Após o transplante, uma variável para a avaliação da qualidade de vida dos pacientes é a expectativa que cada um deles tinha em relação ao que poderia ser modificado com a realização do transplante. Para alguns, o desejo de retomada de atividades profissionais e/ou sociais é imperativo; para outros, não é algo que esteja colocado. Para alguns, a autonomia em certas situações é imprescindível; para outros, pode ser aguardada por longo prazo.
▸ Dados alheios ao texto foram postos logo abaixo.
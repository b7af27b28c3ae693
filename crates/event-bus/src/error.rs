//! Error types for the dispatcher.

use gymops_protocol::EventType;

/// Error a subscriber callback may return; logged, never propagated.
pub type SubscriberError = Box<dyn std::error::Error + Send + Sync>;

/// Why an inbound event was rejected.
#[derive(Debug, Clone, PartialEq, Eq, thiserror::Error)]
pub enum ValidationError {
    #[error("{event} payload is missing required key `{key}`")]
    MissingKey { event: EventType, key: &'static str },

    #[error("{event} payload must be a JSON object to carry `{key}`")]
    NotAnObject { event: EventType, key: &'static str },
}
//! Catalog of server-pushed event names.
//!
//! Each known event declares the payload key that identifies the record it
//! is about. Names outside the catalog are carried as [`EventType::Other`]
//! and never validated.

use std::fmt;

use serde::{Deserialize, Deserializer, Serialize, Serializer};

/// Name of a server-originated event.
#[derive(Debug, Clone, PartialEq, Eq, Hash)]
pub enum EventType {
    // Schedule channel
    BookingCreated,
    BookingCancelled,
    ScheduleCreated,
    ScheduleUpdated,
    ScheduleDeleted,
    RoomUpdated,

    // Member channel
    SessionStarted,
    SessionEnded,
    MembershipUpdated,
    MembershipExpired,

    // Identity channel
    CertificationApproved,
    CertificationRejected,
    TrainerUpdated,
    AccountDeleted,

    /// Generic user-facing notification, no identifying key.
    Notification,

    /// Any name not in the catalog.
    Other(String),
}

impl EventType {
    /// Maps a wire name to its catalog entry.
    pub fn from_name(name: &str) -> Self {
        match name {
            "booking_created" => EventType::BookingCreated,
            "booking_cancelled" => EventType::BookingCancelled,
            "schedule_created" => EventType::ScheduleCreated,
            "schedule_updated" => EventType::ScheduleUpdated,
            "schedule_deleted" => EventType::ScheduleDeleted,
            "room_updated" => EventType::RoomUpdated,
            "session_started" => EventType::SessionStarted,
            "session_ended" => EventType::SessionEnded,
            "membership_updated" => EventType::MembershipUpdated,
            "membership_expired" => EventType::MembershipExpired,
            "certification_approved" => EventType::CertificationApproved,
            "certification_rejected" => EventType::CertificationRejected,
            "trainer_updated" => EventType::TrainerUpdated,
            "account_deleted" => EventType::AccountDeleted,
            "notification" => EventType::Notification,
            other => EventType::Other(other.to_string()),
        }
    }

    /// Wire name of the event.
    pub fn name(&self) -> &str {
        match self {
            EventType::BookingCreated => "booking_created",
            EventType::BookingCancelled => "booking_cancelled",
            EventType::ScheduleCreated => "schedule_created",
            EventType::ScheduleUpdated => "schedule_updated",
            EventType::ScheduleDeleted => "schedule_deleted",
            EventType::RoomUpdated => "room_updated",
            EventType::SessionStarted => "session_started",
            EventType::SessionEnded => "session_ended",
            EventType::MembershipUpdated => "membership_updated",
            EventType::MembershipExpired => "membership_expired",
            EventType::CertificationApproved => "certification_approved",
            EventType::CertificationRejected => "certification_rejected",
            EventType::TrainerUpdated => "trainer_updated",
            EventType::AccountDeleted => "account_deleted",
            EventType::Notification => "notification",
            EventType::Other(name) => name,
        }
    }

    /// Payload key that must be present (and non-null) for the event to be
    /// accepted, if the event declares one.
    pub fn required_key(&self) -> Option<&'static str> {
        match self {
            EventType::BookingCreated | EventType::BookingCancelled => Some("bookingId"),
            EventType::ScheduleCreated
            | EventType::ScheduleUpdated
            | EventType::ScheduleDeleted => Some("scheduleId"),
            EventType::RoomUpdated => Some("roomId"),
            EventType::SessionStarted | EventType::SessionEnded => Some("sessionId"),
            EventType::MembershipUpdated | EventType::MembershipExpired => Some("membershipId"),
            EventType::CertificationApproved | EventType::CertificationRejected => {
                Some("certificationId")
            }
            EventType::TrainerUpdated => Some("trainerId"),
            EventType::AccountDeleted => Some("userId"),
            EventType::Notification | EventType::Other(_) => None,
        }
    }
}

impl fmt::Display for EventType {
    fn fmt(&self, f: &mut fmt::Formatter<'_>) -> fmt::Result {
        f.write_str(self.name())
    }
}

impl From<&str> for EventType {
    fn from(name: &str) -> Self {
        EventType::from_name(name)
    }
}

impl Serialize for EventType {
    fn serialize<S: Serializer>(&self, serializer: S) -> Result<S::Ok, S::Error> {
        serializer.serialize_str(self.name())
    }
}

impl<'de> Deserialize<'de> for EventType {
    fn deserialize<D: Deserializer<'de>>(deserializer: D) -> Result<Self, D::Error> {
        let name = String::deserialize(deserializer)?;
        Ok(EventType::from_name(&name))
    }
}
Dessa forma, para que ocorram conquistas e adaptações no cotidiano do paciente, é importante resgatar:

1) o que era esperado?
2) o que é possível?
3) o que são desconfortos transitórios?

Essas questões precisam estar vinculadas a outra mais ampla, que deve ser permanente para os pacientes: O que está sendo ganho com o transplante?

Qualidade de Vida guarda então uma dimensão individual a qual cada paciente deve estar atento. A possibilidade de refletir sobre ganhos pessoais e constituir formas de construí-los certamente fica aumentada se houver acompanhamento da equipe multiprofissional: médico, psicólogo, nutricionista – e outros, se necessário.
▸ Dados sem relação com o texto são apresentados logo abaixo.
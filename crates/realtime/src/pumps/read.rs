//! WebSocket read pump: hands inbound frames to the channel's callback.

use futures_util::StreamExt;
use tokio::sync::mpsc;
use tokio_tungstenite::tungstenite;
use tokio_util::sync::CancellationToken;
use tracing::{debug, trace, warn};

use gymops_protocol::Message;
use gymops_protocol::constants::{WS_MAX_MESSAGE_SIZE, WS_PONG_WAIT};

use crate::ws_client::{DisconnectCallback, EventCallback};

/// Reads frames until the stream ends, errors, goes silent or is cancelled.
///
/// Any inbound frame (not just a pong) resets the [`WS_PONG_WAIT`] deadline.
/// `on_disconnect` runs once on the way out, whatever the cause.
pub(crate) async fn read_pump<S>(
    mut read: S,
    on_event: EventCallback,
    on_disconnect: DisconnectCallback,
    write_tx: mpsc::Sender<tungstenite::Message>,
    cancel: CancellationToken,
) where
    S: StreamExt<Item = Result<tungstenite::Message, tungstenite::Error>> + Unpin,
{
    let pong_deadline = tokio::time::sleep(WS_PONG_WAIT);
    tokio::pin!(pong_deadline);

    loop {
        tokio::select! {
            _ = cancel.cancelled() => break,

            () = &mut pong_deadline => {
                warn!("no traffic within pong wait, closing");
                break;
            }

            msg = read.next() => {
                let msg = match msg {
                    Some(Ok(msg)) => msg,
                    Some(Err(e)) => {
                        warn!("WebSocket read error: {e}");
                        break;
                    }
                    None => {
                        debug!("WebSocket stream ended");
                        break;
                    }
                };
                pong_deadline.as_mut().reset(tokio::time::Instant::now() + WS_PONG_WAIT);

                match msg {
                    tungstenite::Message::Text(text) => handle_text_message(&text, &on_event),
                    tungstenite::Message::Ping(data) => {
                        trace!("received ping, sending pong");
                        let _ = write_tx.try_send(tungstenite::Message::Pong(data));
                    }
                    tungstenite::Message::Pong(_) => trace!("received pong"),
                    tungstenite::Message::Close(frame) => {
                        debug!(?frame, "received close frame");
                        break;
                    }
                    _ => {} // binary frames are not part of the protocol
                }
            }
        }
    }

    // Stop the writer and pinger too; a half-open socket is useless.
    cancel.cancel();
    on_disconnect();
}

/// Parses one text frame and passes it on. Malformed frames are dropped.
fn handle_text_message(text: &str, on_event: &EventCallback) {
    if text.len() > WS_MAX_MESSAGE_SIZE {
        warn!("message too large ({} bytes), dropping", text.len());
        return;
    }

    let msg: Message = match serde_json::from_str(text) {
        Ok(m) => m,
        Err(e) => {
            warn!("failed to parse message: {e}");
            return;
        }
    };

    trace!(name = %msg.name, id = %msg.id, "received message");
    on_event(msg);
}
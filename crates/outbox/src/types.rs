//! Public types for the delivery queue.

use std::time::Duration;

use chrono::{DateTime, Utc};
use serde::{Deserialize, Serialize};
use serde_json::Value;

use gymops_protocol::{Channel, Priority};

/// A command waiting for its channel to come back.
#[derive(Debug, Clone, PartialEq, Serialize)]
#[serde(rename_all = "camelCase")]
pub struct QueuedCommand {
    pub id: String,
    pub command: String,
    pub payload: Value,
    pub enqueued_at: DateTime<Utc>,
    pub channel: Channel,
    pub priority: Priority,
    /// Insertion order; final tie-break when timestamps collide.
    #[serde(skip)]
    pub(crate) seq: u64,
}

impl QueuedCommand {
    /// Sort key: priority rank, then age, then insertion order.
    pub(crate) fn order_key(&self) -> (u8, DateTime<Utc>, u64) {
        (self.priority.rank(), self.enqueued_at, self.seq)
    }

    /// Age key ignoring priority.
    pub(crate) fn age_key(&self) -> (DateTime<Utc>, u64) {
        (self.enqueued_at, self.seq)
    }
}

/// On-disk layout of one mirrored high-priority command.
#[derive(Debug, Clone, PartialEq, Serialize, Deserialize)]
#[serde(rename_all = "camelCase")]
pub struct PersistedCommand {
    pub id: String,
    pub event_name: String,
    #[serde(default)]
    pub payload: Value,
    pub timestamp_ms: i64,
    pub channel: Channel,
    pub priority: Priority,
}

impl From<&QueuedCommand> for PersistedCommand {
    fn from(cmd: &QueuedCommand) -> Self {
        Self {
            id: cmd.id.clone(),
            event_name: cmd.command.clone(),
            payload: cmd.payload.clone(),
            timestamp_ms: cmd.enqueued_at.timestamp_millis(),
            channel: cmd.channel,
            priority: cmd.priority,
        }
    }
}

/// Limits for the delivery queue.
#[derive(Debug, Clone, PartialEq)]
pub struct QueueConfig {
    /// Maximum number of buffered commands.
    pub capacity: usize,
    /// Maximum number of high-priority commands mirrored to storage.
    pub persist_capacity: usize,
    /// Persisted commands older than this are discarded on restore.
    pub stale_after: Duration,
}

impl Default for QueueConfig {
    fn default() -> Self {
        Self {
            capacity: 100,
            persist_capacity: 20,
            stale_after: Duration::from_secs(60 * 60),
        }
    }
}

/// What the replay callback did with a command.
#[derive(Debug, Clone, Copy, PartialEq, Eq)]
pub enum Replay {
    /// Handed to the transport; drop from the queue.
    Sent,
    /// Not for this replay (e.g. another channel); keep it buffered.
    Skipped,
}

/// Counters from one [`DeliveryQueue::replay`](crate::DeliveryQueue::replay) pass.
#[derive(Debug, Clone, Copy, Default, PartialEq, Eq)]
pub struct ReplayReport {
    pub sent: usize,
    pub skipped: usize,
    pub failed: usize,
}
COMO TRANSFORMAR GANHOS DO TRANSPLANTE EM QUALIDADE DE VIDA?

Para que os ganhos se efetivem, para que essa oportunidade de melhora possa ser de fato constituída, do ponto de vista psíquico, é imprescindível que ocorra a incorporação do órgão recebido. É necessário que cada paciente possa dar significado a este “a mais” colocado, não como algo que não é seu, mas como órgão que passou a ser parte de seu corpo, passou a lhe pertencer, trouxe-lhe benefícios e lhe exige cuidados.
A incorporação não deve se constituir como negação do transplante vivido, ou seja, a experiência do órgão como algo tão próprio não pode fazer com que o paciente “se esqueça” da condição de transplantado, que requer responsabilização e atenção especiais.
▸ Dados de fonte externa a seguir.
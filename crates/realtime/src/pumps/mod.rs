pub(crate) mod ping;
pub(crate) mod read;
pub(crate) mod write;
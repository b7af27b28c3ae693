//! Outbound delivery queue.
//!
//! Buffers commands that could not be sent because their channel was
//! unavailable, orders them by priority and age, evicts within a fixed
//! capacity, mirrors high-priority entries to durable storage, and replays
//! them once the channel is back.

pub mod error;
pub mod queue;
pub mod store;
pub mod types;

pub use error::{SendError, StoreError};
pub use queue::DeliveryQueue;
pub use store::{DurableStore, FileStore, MemoryStore};
pub use types::{PersistedCommand, QueueConfig, QueuedCommand, Replay, ReplayReport};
Com a incorporação do órgão, com a percepção das expectativas de mudanças pelo transplante e a processual realização dessas mudanças, de acordo com o que for possível em suas condições físicas e sociais, cada paciente alcança o que é Qualidade de Vida em seu contexto pessoal, podendo aprimorar isso constantemente.

O QUE É CONDIÇÃO MÍNIMA PARA A MANUTENÇÃO DE QUALIDADE DE VIDA?

As equipes multiprofissionais buscam, na medida do possível, desde o pré-transplante, garantir que haverá adesão na continuidade do tratamento pós-transplante. Contudo, cabe ao paciente essa adesão.

São esperados do paciente receptor e das pessoas de seu convívio próximo:

1) a compreensão de que o bem recebido, seja ele público (doador falecido) ou particular (doador vivo), exige estilo de vida específico para a preservação desse bem;

2) compromisso permanente na busca dessa preservação (exceto em quadros fulminantes, os receptores são informados sobre o rigor necessário com o uso de medicação imunossupressora e implicações desse uso, e sobre a necessidade de exames e acompanhamento médico e psicológico contínuos).

Pode ocorrer que pacientes se sintam tão bem no pós-transplante tardio, que deixem de manter contato com a equipe multiprofissional. Obviamente é desejável que um transplantado esteja clinicamente bem, mas também é esperado que identificar-se com a condição de transplantado seja um componente fortalecedor no contexto de cuidador de si mesmo.

A adesão ao tratamento é integrante do Cuidado na formulação Saúde-Doença-Cuidado-Qualidade de Vida, sendo elemento básico que conduz à Qualidade de Vida.



 PEDROSA, J. I. S. Notas sobre a Educação Popular e a Política de Educação Permanente em Saúde. Saúde em Debate. CEBES – Centro Brasileiro de Estudos de Saúde; vol. 30, p. 179-188, 2006.